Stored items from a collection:
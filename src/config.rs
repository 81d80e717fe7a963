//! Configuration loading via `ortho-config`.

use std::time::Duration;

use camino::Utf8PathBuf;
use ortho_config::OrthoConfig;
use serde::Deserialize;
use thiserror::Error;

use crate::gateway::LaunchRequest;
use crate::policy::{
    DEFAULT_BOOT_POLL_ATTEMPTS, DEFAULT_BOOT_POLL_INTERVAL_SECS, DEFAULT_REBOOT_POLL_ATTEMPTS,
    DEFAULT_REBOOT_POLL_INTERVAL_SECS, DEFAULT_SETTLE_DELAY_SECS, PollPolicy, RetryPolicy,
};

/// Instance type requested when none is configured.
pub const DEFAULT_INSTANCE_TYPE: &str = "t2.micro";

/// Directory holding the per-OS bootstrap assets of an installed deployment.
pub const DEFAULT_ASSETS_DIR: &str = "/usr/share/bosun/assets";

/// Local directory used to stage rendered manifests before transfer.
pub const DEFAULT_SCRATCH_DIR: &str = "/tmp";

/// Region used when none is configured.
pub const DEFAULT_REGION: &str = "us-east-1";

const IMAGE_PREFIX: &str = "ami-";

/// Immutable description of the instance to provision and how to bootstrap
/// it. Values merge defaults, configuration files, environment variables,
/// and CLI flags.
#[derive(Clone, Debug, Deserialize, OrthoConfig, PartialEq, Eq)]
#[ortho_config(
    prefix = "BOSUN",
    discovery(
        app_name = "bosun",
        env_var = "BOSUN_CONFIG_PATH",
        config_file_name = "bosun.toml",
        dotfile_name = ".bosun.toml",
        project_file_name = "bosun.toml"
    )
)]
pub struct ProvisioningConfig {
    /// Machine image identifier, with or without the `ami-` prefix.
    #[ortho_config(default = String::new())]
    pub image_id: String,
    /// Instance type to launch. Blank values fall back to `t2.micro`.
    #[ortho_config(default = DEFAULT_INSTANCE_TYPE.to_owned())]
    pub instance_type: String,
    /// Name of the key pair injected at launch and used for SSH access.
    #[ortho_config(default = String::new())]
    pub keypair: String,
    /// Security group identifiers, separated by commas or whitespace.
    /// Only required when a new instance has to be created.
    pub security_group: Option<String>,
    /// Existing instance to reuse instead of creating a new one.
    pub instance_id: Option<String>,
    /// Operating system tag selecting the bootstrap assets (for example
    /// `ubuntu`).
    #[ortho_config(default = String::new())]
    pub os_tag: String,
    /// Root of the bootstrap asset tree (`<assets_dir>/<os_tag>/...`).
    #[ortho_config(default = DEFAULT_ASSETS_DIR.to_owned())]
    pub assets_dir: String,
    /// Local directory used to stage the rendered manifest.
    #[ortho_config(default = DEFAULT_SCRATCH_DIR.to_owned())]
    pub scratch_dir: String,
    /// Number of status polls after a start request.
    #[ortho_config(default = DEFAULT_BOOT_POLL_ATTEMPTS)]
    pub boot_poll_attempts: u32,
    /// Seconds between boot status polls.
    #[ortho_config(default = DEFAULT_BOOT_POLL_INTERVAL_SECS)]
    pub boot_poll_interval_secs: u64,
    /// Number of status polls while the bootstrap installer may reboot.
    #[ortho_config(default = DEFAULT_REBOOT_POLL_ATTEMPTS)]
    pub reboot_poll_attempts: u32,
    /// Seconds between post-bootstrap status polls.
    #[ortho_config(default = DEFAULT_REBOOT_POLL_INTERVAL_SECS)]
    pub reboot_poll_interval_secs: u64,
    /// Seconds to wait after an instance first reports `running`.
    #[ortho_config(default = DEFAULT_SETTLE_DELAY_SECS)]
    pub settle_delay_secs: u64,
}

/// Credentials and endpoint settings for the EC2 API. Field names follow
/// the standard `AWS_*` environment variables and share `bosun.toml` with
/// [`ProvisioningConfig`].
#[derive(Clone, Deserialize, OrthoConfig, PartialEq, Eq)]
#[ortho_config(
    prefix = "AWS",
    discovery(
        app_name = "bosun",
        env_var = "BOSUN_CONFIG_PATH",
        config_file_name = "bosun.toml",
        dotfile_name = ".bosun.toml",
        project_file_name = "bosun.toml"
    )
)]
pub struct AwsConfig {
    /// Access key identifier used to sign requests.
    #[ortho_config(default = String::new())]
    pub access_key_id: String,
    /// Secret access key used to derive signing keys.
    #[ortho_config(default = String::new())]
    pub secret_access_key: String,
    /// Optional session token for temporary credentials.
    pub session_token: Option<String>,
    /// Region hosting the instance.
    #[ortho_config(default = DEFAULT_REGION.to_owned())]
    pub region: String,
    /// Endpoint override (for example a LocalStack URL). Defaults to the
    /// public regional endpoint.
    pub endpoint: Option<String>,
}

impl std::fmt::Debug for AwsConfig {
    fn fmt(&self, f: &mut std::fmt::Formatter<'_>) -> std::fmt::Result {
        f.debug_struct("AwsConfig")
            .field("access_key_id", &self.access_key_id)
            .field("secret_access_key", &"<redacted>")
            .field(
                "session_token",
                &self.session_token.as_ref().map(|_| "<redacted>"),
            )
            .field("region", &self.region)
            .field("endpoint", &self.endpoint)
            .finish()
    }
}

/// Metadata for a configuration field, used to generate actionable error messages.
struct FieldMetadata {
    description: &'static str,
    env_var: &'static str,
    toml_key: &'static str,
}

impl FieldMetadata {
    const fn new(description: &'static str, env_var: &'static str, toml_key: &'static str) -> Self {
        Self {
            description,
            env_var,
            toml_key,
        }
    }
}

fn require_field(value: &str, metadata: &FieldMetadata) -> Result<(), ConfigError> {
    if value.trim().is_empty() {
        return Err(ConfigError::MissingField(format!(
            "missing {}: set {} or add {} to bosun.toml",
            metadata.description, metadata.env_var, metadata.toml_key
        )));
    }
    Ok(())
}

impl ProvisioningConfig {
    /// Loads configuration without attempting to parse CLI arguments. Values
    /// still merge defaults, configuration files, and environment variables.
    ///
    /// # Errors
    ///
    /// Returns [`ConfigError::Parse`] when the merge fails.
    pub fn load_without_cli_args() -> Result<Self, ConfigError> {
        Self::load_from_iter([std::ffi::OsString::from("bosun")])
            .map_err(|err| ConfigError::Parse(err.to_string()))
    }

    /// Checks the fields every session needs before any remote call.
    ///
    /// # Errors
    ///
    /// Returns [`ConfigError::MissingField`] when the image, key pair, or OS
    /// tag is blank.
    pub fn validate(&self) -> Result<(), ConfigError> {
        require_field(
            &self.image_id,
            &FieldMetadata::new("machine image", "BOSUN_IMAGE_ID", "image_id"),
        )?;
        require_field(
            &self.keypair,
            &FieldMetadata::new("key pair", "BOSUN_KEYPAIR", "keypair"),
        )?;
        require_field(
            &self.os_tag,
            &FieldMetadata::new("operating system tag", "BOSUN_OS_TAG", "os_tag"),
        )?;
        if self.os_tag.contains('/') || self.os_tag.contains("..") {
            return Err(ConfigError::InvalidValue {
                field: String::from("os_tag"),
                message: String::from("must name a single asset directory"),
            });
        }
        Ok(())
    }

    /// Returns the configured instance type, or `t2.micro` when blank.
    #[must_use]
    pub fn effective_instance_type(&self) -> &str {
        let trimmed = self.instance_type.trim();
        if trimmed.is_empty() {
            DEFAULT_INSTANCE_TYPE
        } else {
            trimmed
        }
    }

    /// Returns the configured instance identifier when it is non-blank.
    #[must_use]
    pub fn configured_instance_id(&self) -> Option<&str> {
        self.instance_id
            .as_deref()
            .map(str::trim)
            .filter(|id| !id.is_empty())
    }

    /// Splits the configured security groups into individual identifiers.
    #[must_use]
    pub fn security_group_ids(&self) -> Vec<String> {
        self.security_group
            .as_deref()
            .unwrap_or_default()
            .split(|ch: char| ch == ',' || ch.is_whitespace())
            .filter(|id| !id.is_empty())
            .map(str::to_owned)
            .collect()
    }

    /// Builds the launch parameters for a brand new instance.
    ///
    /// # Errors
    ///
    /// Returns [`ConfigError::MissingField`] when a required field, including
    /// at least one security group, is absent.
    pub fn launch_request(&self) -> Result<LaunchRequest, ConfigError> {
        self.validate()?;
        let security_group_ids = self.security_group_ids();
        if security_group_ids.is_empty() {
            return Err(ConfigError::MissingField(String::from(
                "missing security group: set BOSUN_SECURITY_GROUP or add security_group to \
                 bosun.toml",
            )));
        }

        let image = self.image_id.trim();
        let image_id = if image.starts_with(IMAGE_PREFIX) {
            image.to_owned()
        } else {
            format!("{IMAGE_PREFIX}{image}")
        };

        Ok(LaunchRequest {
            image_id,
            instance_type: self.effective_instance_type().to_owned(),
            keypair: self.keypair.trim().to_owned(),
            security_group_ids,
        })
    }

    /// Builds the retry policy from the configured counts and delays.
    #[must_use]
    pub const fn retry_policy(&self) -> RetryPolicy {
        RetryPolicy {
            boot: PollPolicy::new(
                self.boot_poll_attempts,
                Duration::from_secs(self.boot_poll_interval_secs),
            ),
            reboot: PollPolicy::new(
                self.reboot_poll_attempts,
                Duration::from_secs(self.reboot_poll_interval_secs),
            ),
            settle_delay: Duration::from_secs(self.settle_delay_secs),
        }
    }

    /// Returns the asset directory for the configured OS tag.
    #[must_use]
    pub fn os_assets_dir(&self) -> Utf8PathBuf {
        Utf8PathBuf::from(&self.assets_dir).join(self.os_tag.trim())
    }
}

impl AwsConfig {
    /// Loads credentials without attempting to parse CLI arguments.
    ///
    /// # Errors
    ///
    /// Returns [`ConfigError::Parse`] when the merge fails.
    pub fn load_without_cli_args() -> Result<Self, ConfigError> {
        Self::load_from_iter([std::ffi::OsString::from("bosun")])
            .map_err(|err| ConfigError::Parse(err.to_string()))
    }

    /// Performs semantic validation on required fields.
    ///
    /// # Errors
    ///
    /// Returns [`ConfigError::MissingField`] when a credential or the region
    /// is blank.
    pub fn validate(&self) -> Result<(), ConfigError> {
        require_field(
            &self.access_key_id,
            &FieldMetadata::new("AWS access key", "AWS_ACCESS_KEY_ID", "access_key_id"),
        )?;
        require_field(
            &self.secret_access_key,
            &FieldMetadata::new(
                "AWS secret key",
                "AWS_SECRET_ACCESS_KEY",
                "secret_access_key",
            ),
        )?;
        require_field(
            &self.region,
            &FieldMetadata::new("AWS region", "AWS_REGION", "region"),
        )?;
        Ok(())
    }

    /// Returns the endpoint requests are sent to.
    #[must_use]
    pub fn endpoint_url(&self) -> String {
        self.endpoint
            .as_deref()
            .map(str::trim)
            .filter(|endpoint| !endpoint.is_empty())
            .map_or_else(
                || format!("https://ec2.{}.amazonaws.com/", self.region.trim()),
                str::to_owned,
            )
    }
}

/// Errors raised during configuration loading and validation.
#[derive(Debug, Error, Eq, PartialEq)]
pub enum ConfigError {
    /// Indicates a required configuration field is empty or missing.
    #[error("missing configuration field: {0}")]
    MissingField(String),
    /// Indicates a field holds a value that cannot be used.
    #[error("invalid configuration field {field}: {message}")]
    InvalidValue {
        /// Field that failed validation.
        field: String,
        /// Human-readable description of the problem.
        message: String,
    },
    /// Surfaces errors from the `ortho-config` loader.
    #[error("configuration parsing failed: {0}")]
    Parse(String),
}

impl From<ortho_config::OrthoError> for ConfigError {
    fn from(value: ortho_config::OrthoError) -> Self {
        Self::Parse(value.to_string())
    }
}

§ Problem statement
Look above for lines with the word "between" and copy them all.

§ Output
    /// Seconds between boot status polls.
    /// Seconds between post-bootstrap status polls.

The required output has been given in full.